The potentially groundbreaking propulsion system is being developed by Arizona-based Howe Industries. To reach high velocities within a shorter period of time, the pulsed plasma rocket would use nuclear fission – the release of energy from atoms splitting apart – to generate packets of plasma for thrust. It would essentially produce a controlled jet of plasma to help propel the rocket through space. Using the new propulsion system, and in terms of thrust, the rocket could potentially generate up to 22,481 pounds of force (100,000 Newtons) with a specific impulse (Isp) of 5,000 seconds, for remarkably high fuel efficiency. […]
The pulsed plasma rocket would also be capable of carrying much heavier spacecraft, which can be then equipped with shielding against galactic cosmic rays for the crew on board. Phase 2 of NIAC is focused on assessing the neutronics of the system (how the motion of the spacecraft interacts with the plasma), designing the spacecraft, power system, and necessary subsystems, analyzing the magnetic nozzle capabilities, and determining trajectories and benefits of the pulsed plasma rocket, according to NASA.

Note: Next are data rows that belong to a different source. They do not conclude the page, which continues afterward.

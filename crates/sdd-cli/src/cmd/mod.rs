//! Subcommand implementations.

pub mod index;
pub mod scaffold;
pub mod snapshot;
pub mod validate;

Abstract credit: https://slashdot.org/story/428225
Nuclear space propulsion, eh? In the 1940s and 50s, there was also Project Orion: https://en.m.wikipedia.org/wiki/Project_Orion_(nuclear_propulsion)
They stopped it because of the risk of fallout if a launch vehicle loaded with radioactive material exploded. Wonder how this new idea is going to get around that problem?
Larry Niven’s 'Footfalls was one of the better depictions of a nuclear pulse propulsion engine in Science Fiction.
That’s the neat part. They don’t. They’ll just remove even more regulations to get around it
IIRC, the concern with Project Orion was that if nuclear fissile material exploded in the upper atmosphere, it could get trapped and basically poison the entire planet, making it uninhabitable for a really long time.
The problem may not be solved with deregulation alone.
Lol. Deregulation will cause the problem. The corporations have bought all our governments. They will make it legal to take fissile material onboard, and damn the consequences. They don’t care about our world, and are looking for any excuse they can have to create more damage in the name of fictional profits.
They can just go raid some of the Russian satellites that already have the fissionable material onboard.
Probably a much smaller and more controlled thrust, as opposed to something needing what the Orion needed. I’d imagine if this ship were to blow on the way to space, the fallout would be pretty minimal, by comparison.